Case Report
Copyright ©The Author(s) 2019. Published by Baishideng Publishing Group Inc. All rights reserved.
World J Clin Cases. Jul 6, 2019; 7(13): 1717-1725
Published online Jul 6, 2019. doi: 10.12998/wjcc.v7.i13.1717
Liver failure associated with benzbromarone: A case report and review of the literature
Ming-Yuan Zhang, Jun-Qi Niu, Xiao-Yu Wen, Qing-Long Jin
Ming-Yuan Zhang, Jun-Qi Niu, Xiao-Yu Wen, Qing-Long Jin, Department of Hepatology, First Hospital of Jilin University, Changchun 130021, Jilin Province, China
Author contributions: Zhang MY was the patient’s attending physician, and she contributed to the manuscript drafting and reviewed the literature; Niu JQ was responsible for the revision of the manuscript; Wen XY collected the patient’s clinical data and contributed to the manuscript drafting; Jin QL designed the report and revised the manuscript; Wen XY and Jin QL are co-corresponding authors; all authors issued final approval for the version to be submitted.
Informed consent statement: The study was reviewed and approved by the First Hospital of Jilin University Institutional Review Board. The patient and his family were offered written explanations prior to the start of treatment, and they provided consent.
Conflict-of-interest statement: The authors declare that they have no conflicts of interest, and no additional data are available.
CARE Checklist (2016) statement: The authors have read the CARE Checklist (2016), and the manuscript was prepared and revised accordingly.
Open-Access: This article is an open-access article which was selected by an in-house editor and fully peer-reviewed by external reviewers. It is distributed in accordance with the Creative Commons Attribution Non Commercial (CC BY-NC 4.0) license, which permits others to distribute, remix, adapt, build upon this work non-commercially, and license their derivative works on different terms, provided the original work is properly cited and the use is non-commercial. See: http://creativecommons.org/licenses/by-nc/4.0/
Corresponding author: Qing-Long Jin, MD, PhD, Professor, Department of Hepatology, First Hospital of Jilin University, No. 71, Xinmin Street, Changchun 130021, Jilin Province, China. jinql@jlu.edu.cn
Telephone: +86-138-4410 9523Fax: +86-431-88786006
Received: March 15, 2019
Peer-review started: March 15, 2019
First decision: April 18, 2019
Revised: April 22, 2019
Accepted: May 2, 2019
Article in press: March 2, 2019
Published online: July 6, 2019
Abstract
BACKGROUND

Benzbromarone is a uricosuric agent that reduces proximal tubular reabsorption of uric acid.

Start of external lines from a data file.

use std::collections::BTreeSet;

use chrono::{DateTime, Utc};
use indexmap::IndexMap;
use serde::de::DeserializeOwned;
use serde::{Deserialize, Deserializer, Serialize};

use super::document::Document;
use super::item::{Item, ItemKind};

/// Seconds between the Unix epoch and 2001-01-01T00:00:00Z, the reference
/// date of numeric `savedAt` values in older records.
const REFERENCE_DATE_OFFSET: i64 = 978_307_200;

/// Lightweight item descriptor captured at save time
#[derive(Debug, Clone, PartialEq, Eq, Serialize, Deserialize)]
#[serde(rename_all = "camelCase")]
pub struct SavedItem {
    pub id: String,
    #[serde(alias = "type")]
    pub kind: ItemKind,
    #[serde(default)]
    pub text: String,
    #[serde(default, alias = "level")]
    pub header_level: usize,
    #[serde(default, alias = "indentationLevel")]
    pub indentation: usize,
    #[serde(default)]
    pub position: usize,
}

impl From<&Item> for SavedItem {
    fn from(item: &Item) -> Self {
        SavedItem {
            id: item.id.clone(),
            kind: item.kind,
            text: item.text.clone(),
            header_level: item.header_level,
            indentation: item.indentation,
            position: item.position,
        }
    }
}

/// Persisted progress for one tracked file (written to `<key>.progress.json`)
#[derive(Debug, Clone, PartialEq, Serialize, Deserialize)]
#[serde(rename_all = "camelCase")]
pub struct SavedSnapshot {
    #[serde(default)]
    pub filename: String,
    #[serde(default, deserialize_with = "saved_at")]
    pub saved_at: DateTime<Utc>,
    /// Checkbox ID to checked state, in document order
    #[serde(default, deserialize_with = "lenient")]
    pub checkbox_states: IndexMap<String, bool>,
    #[serde(default, deserialize_with = "lenient")]
    pub expanded_headers: BTreeSet<String>,
    /// Absent in legacy records, which fall back to exact-ID matching
    #[serde(
        default,
        deserialize_with = "lenient",
        skip_serializing_if = "Option::is_none"
    )]
    pub items: Option<Vec<SavedItem>>,
}

impl SavedSnapshot {
    /// Capture the current state of a document.
    pub fn capture(doc: &Document) -> Self {
        let items = doc.items();
        SavedSnapshot {
            filename: doc.filename.clone(),
            saved_at: Utc::now(),
            checkbox_states: items
                .iter()
                .filter(|item| item.is_checkbox())
                .map(|item| (item.id.clone(), item.checked))
                .collect(),
            expanded_headers: doc.expanded_headers().iter().cloned().collect(),
            items: Some(items.iter().map(SavedItem::from).collect()),
        }
    }
}

/// Decode a field, falling back to its default when the value is malformed.
fn lenient<'de, D, T>(deserializer: D) -> Result<T, D::Error>
where
    D: Deserializer<'de>,
    T: DeserializeOwned + Default,
{
    let value = serde_json::Value::deserialize(deserializer)?;
    Ok(serde_json::from_value(value).unwrap_or_default())
}

#[derive(Deserialize)]
#[serde(untagged)]
enum RawTimestamp {
    Rfc3339(DateTime<Utc>),
    ReferenceSeconds(f64),
}

/// `savedAt` is an RFC 3339 string, or seconds since 2001-01-01 in older records.
fn saved_at<'de, D>(deserializer: D) -> Result<DateTime<Utc>, D::Error>
where
    D: Deserializer<'de>,
{
    let value = serde_json::Value::deserialize(deserializer)?;
    let timestamp = match serde_json::from_value::<RawTimestamp>(value) {
        Ok(RawTimestamp::Rfc3339(at)) => at,
        Ok(RawTimestamp::ReferenceSeconds(secs)) => from_reference_seconds(secs).unwrap_or_default(),
        Err(_) => DateTime::default(),
    };
    Ok(timestamp)
}

/// Seconds since 2001-01-01 as a timestamp; `None` when out of range.
fn from_reference_seconds(secs: f64) -> Option<DateTime<Utc>> {
    let millis = (secs * 1000.0).round();
    if !millis.is_finite() || millis.abs() >= i64::MAX as f64 {
        return None;
    }
    let millis = (millis as i64).checked_add(REFERENCE_DATE_OFFSET * 1000)?;
    DateTime::from_timestamp_millis(millis)
}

Because of hepatotoxicity, it has been withdrawn from the market in Europe. Recently, some benefit-risk assessments of benzbromarone suggest that benzbromarone has greater benefits than risks, and the application of benzbromarone in the treatment of gout and hyperuricemia is still under debate.

CASE SUMMARY

A 39-year-old man was admitted to the hospital for icterus and nausea, and he was treated with benzbromarone (100 mg/d) for 4 mo because of hyperuricemia. He had a 10-year history of beer drinking (alcohol: about 28 g/d). Laboratory data showed severe liver injury and serious coagulation dysfunction; tests for autoimmune antibodies, viral hepatitis, and human immunodeficiency virus were negative. Despite administration of liver function-protecting drugs and efficient supportive treatment, the patient deteriorated quickly after hospitalization and developed grade II encephalopathy within a few days. The patient accepted continuous plasma exchange six times; however, his condition did not improve. Based on suggestions from multidisciplinary consultation, the patient underwent liver transplantation 26 d after admission. Liver specimen pathology results showed massive necrosis consistent with drug-induced liver injury, supporting the diagnosis of acute liver failure associated with benzbromarone. The patient recovered quickly thereafter.

CONCLUSION

This case highlights that clinicians should be on the alert for the severe hepatotoxicity of benzbromarone. Before prescribing benzbromarone, physicians should evaluate the high-risk factors that may lead to liver injury and provide suggestions for monitoring benzbromarone's hepatotoxicity during treatment.

Keywords: Benzbromarone, Hepatotoxicity, Liver failure, Liver transplantation, Case report

Core tip: Here, we present a case of liver failure associated with benzbromarone. This is the ninth reported case associated with benzbromarone hepatotoxicity to date. We recommend that before prescribing, the benefits and risks of benzbromarone should be carefully evaluated. Additionally, an in-depth understanding of the relevant high-risk factors that may lead to liver injury and the prompt monitoring of hepatotoxicity of benzbromarone are essential.